これらのオプションを適切に選択することで、クリスタでの作業状態をより忠実にPSDファイルに保存できます。

ラスタライズのタイミング

クリスタで作成したベクトルレイヤーやテキストレイヤーは、PSD形式で保存する際にラスタライズされることがあります。これは、PSD形式が主にビットマップ画像フォーマットであるため、ベクトル情報との互換性に限界があるからです。

もし、ベクトルレイヤーの編集機能を保持したい場合は、クリスタの独自形式(.clip)で保存するのが最も確実です。PSD形式で保存する場合は、ラスタライズされても問題ないか、事前に確認しておきましょう。

レイヤー効果・描画モードの変換

クリスタで適用したレイヤー効果や描画モードは、PSD保存時にPhotoshopで再現できる形式に変換されます。しかし、全ての効果が完全に互換性を持つわけではありません。

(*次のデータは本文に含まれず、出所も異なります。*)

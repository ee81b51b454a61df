// Copyright 2026 U.S. Federal Government (in countries where recognized)
// SPDX-License-Identifier: Apache-2.0

//! The send/poll/render loop.
//!
//! Each [`tick`](PollDriver::tick):
//!
//! 1. reads the millisecond clock;
//! 2. sends a fresh request if more than the resend interval has passed
//!    since the previous one;
//! 3. checks for a reply without blocking and, if one is there, renders UTC
//!    and (for a non-zero offset) local time;
//! 4. sleeps for the poll interval.
//!
//! Requests and replies are not correlated: any datagram of at least 44
//! bytes that shows up on the transport is taken as the answer. Only
//! [`initialize`](PollDriver::initialize) can fail; errors inside the loop
//! are logged and the loop carries on.

use log::{debug, info, warn};

use std::net::SocketAddr;

use crate::civil::to_civil;
use crate::clock::MonotonicClock;
use crate::codec::{decode_reply, decode_reply_checked, encode_request};
use crate::config::ClockConfig;
use crate::display::{ScreenRegion, TimeDisplay};
use crate::error::ClockError;
use crate::protocol::{FromBytes, PACKET_SIZE, Packet};
use crate::resolve::Resolver;
use crate::transport::Transport;
use crate::unix_time::apply_offset;

/// What happened during one [`PollDriver::tick`].
#[derive(Copy, Clone, Debug, Default, Eq, PartialEq)]
pub struct TickOutcome {
    /// A request was handed to the transport (even if sending failed).
    pub sent: bool,
    /// A reply was decoded and rendered.
    pub rendered: bool,
}

/// Owns the peripherals and runs the clock loop.
#[derive(Debug)]
pub struct PollDriver<T, C, D> {
    config: ClockConfig,
    server: SocketAddr,
    transport: T,
    clock: C,
    display: D,
    last_send_millis: u64,
}

impl<T, C, D> PollDriver<T, C, D>
where
    T: Transport,
    C: MonotonicClock,
    D: TimeDisplay,
{
    /// Assemble a driver for an already resolved server address.
    ///
    /// No I/O happens here; the banner is not drawn.
    pub fn new(config: ClockConfig, server: SocketAddr, transport: T, clock: C, display: D) -> Self {
        PollDriver {
            config,
            server,
            transport,
            clock,
            display,
            last_send_millis: 0,
        }
    }

    /// Validate `config`, draw the banner and resolve the server.
    ///
    /// A banner that fails to draw is logged and ignored. An unresolvable
    /// server is returned as [`ClockError::Resolution`]; nothing is retried.
    pub fn initialize<R: Resolver + ?Sized>(
        config: ClockConfig,
        resolver: &R,
        transport: T,
        clock: C,
        mut display: D,
    ) -> Result<Self, ClockError> {
        config.validate()?;

        if let Err(e) = display.show_banner(&config.banner) {
            warn!("failed to draw banner: {}", e);
        }

        let server = resolver.resolve(&config.server_host, config.server_port)?;
        info!(
            "NTP server {} resolved to {}; UTC offset {}h",
            config.server_label(),
            server,
            config.utc_offset_hours
        );

        Ok(PollDriver::new(config, server, transport, clock, display))
    }

    /// Send a request if the resend interval has elapsed.
    ///
    /// Returns whether a send was attempted. The timestamp is recorded before
    /// sending, so a failed send still waits out a full interval.
    pub fn maybe_send(&mut self, now_millis: u64) -> bool {
        let interval = self.config.resend_interval.as_millis() as u64;
        if now_millis.wrapping_sub(self.last_send_millis) <= interval {
            return false;
        }
        self.last_send_millis = now_millis;

        let request = encode_request();
        match self.transport.send_to(&request, self.server) {
            Ok(()) => debug!("request sent to {} at {} ms", self.server, now_millis),
            Err(e) => warn!("failed to send request to {}: {}", self.server, e),
        }
        true
    }

    /// Check for a reply and render it.
    ///
    /// `Ok(false)` means nothing had arrived. Decode and render failures
    /// are returned; the caller decides whether they matter.
    pub fn poll_reply(&mut self) -> Result<bool, ClockError> {
        let mut buf = [0u8; PACKET_SIZE];
        let len = match self.transport.poll_received(&mut buf)? {
            Some(len) => len.min(buf.len()),
            None => return Ok(false),
        };
        let reply = &buf[..len];

        if let Ok((header, _)) = Packet::from_bytes(reply) {
            debug!(
                "reply: mode {:?}, stratum {}, version {}",
                header.mode,
                header.stratum.0,
                header.version.value()
            );
        }

        let epoch = if self.config.reject_pre_unix_epoch {
            decode_reply_checked(reply)?
        } else {
            decode_reply(reply)?
        };
        self.render(epoch)?;
        Ok(true)
    }

    /// Draw `epoch_seconds` as UTC and, for a non-zero offset, as local time.
    pub fn render(&mut self, epoch_seconds: u32) -> Result<(), ClockError> {
        let utc = to_civil(epoch_seconds);
        self.display.render_time(&utc, ScreenRegion::Utc)?;
        info!("UTC {} ({})", utc, utc.weekday);

        let offset = self.config.utc_offset_hours;
        if offset != 0 {
            let local = to_civil(apply_offset(epoch_seconds, offset));
            self.display.render_time(&local, ScreenRegion::Local)?;
            info!("UTC{:+} {} ({})", offset, local, local.weekday);
        }
        Ok(())
    }

    /// One loop iteration: maybe send, poll, maybe render, sleep.
    pub fn tick(&mut self) -> TickOutcome {
        let now = self.clock.now_millis();
        let sent = self.maybe_send(now);

        let rendered = match self.poll_reply() {
            Ok(rendered) => rendered,
            Err(ClockError::Parse(e)) => {
                warn!("discarding reply: {}", e);
                false
            }
            Err(e) => {
                warn!("receive/render failed: {}", e);
                false
            }
        };

        self.clock.sleep(self.config.poll_interval);
        TickOutcome { sent, rendered }
    }

    /// Tick forever.
    pub fn run(&mut self) -> ! {
        info!(
            "polling {} every {:?}, resending after {:?}",
            self.server, self.config.poll_interval, self.config.resend_interval
        );
        loop {
            self.tick();
        }
    }

    /// The active configuration.
    pub fn config(&self) -> &ClockConfig {
        &self.config
    }

    /// The resolved server address.
    pub fn server(&self) -> SocketAddr {
        self.server
    }

    /// Clock reading at the last send attempt (0 before the first).
    pub fn last_send_millis(&self) -> u64 {
        self.last_send_millis
    }

    /// Borrow the transport.
    pub fn transport(&self) -> &T {
        &self.transport
    }

    /// Borrow the display.
    pub fn display(&self) -> &D {
        &self.display
    }

    /// Give back the peripherals.
    pub fn into_parts(self) -> (T, C, D) {
        (self.transport, self.clock, self.display)
    }
}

特に、クリスタ独自のレイヤー効果や、Photoshopに存在しない描画モードを使用している場合、変換後に意図した通りの見た目にならないことがあります。Photoshopで開く前に、クリスタ上でレイヤー効果を適用した結果をプレビューし、必要であれば調整しておくと良いでしょう。

カラープロファイル

PSDファイルにはカラープロファイル情報を含めることができます。クリスタで保存する際に、カラープロファイルを設定するかどうかを選択できます。

もし、印刷などを考慮して特定のカラープロファイル(例:sRGB、Adobe RGB)を使用したい場合は、PSD保存時にそのプロファイルを埋め込む設定を行うと良いでしょう。これにより、他のソフトウェアで開いた際にも、意図した色味で表示される可能性が高まります。

ファイルサイズの肥大化

PSDファイルは、レイヤー情報を保持するため、画像ファイル単体よりもファイルサイズが大きくなる傾向があります。特に、高解像度で多くのレイヤーを含むPSDファイルは、非常に大きなサイズになることがあります。

もし、ファイルサイズを小さくしたい場合は、不要なレイヤーを削除する、レイヤーを結合する、またはPSD形式ではなくPNGなどの非可逆圧縮形式で保存するといった方法が考えられます。ただし、レイヤーを結合すると、後からの編集が困難になるため注意が必要です。

複数ページのPSD

クリスタは複数ページを管理できますが、PSD形式は基本的に単一のページを保存するフォーマットです。そのため、クリスタで複数ページからなる作品をPSD形式で保存した場合、通常は最初のページのみが保存されるか、各ページが別々のPSDファイルとして保存されるなどの挙動になることがあります。

複数ページをPSD形式で保存したい場合は、一度各ページを個別のクリスタファイルとして保存し、それぞれをPSD形式で保存する、またはPhotoshopの「PDF/X」形式や「EPS」形式など、複数ページを扱える形式で出力することを検討してください。

まとめ

クリスタでPSDファイルを開いたり保存したりする際には、互換性や機能の制約を理解しておくことが重要です。特に、Photoshopとクリスタの間でファイルをやり取りする場合、レイヤー効果、描画モード、テキストレイヤー、クリスタ独自の機能などが、意図した通りに再現されない可能性があることを念頭に置いて作業を進めましょう。

これらの注意点を踏まえ、必要に応じてクリスタの独自形式(.clip)で保存したり、Photoshopで再調整したりすることで、よりスムーズで安全なワークフローを構築することができます。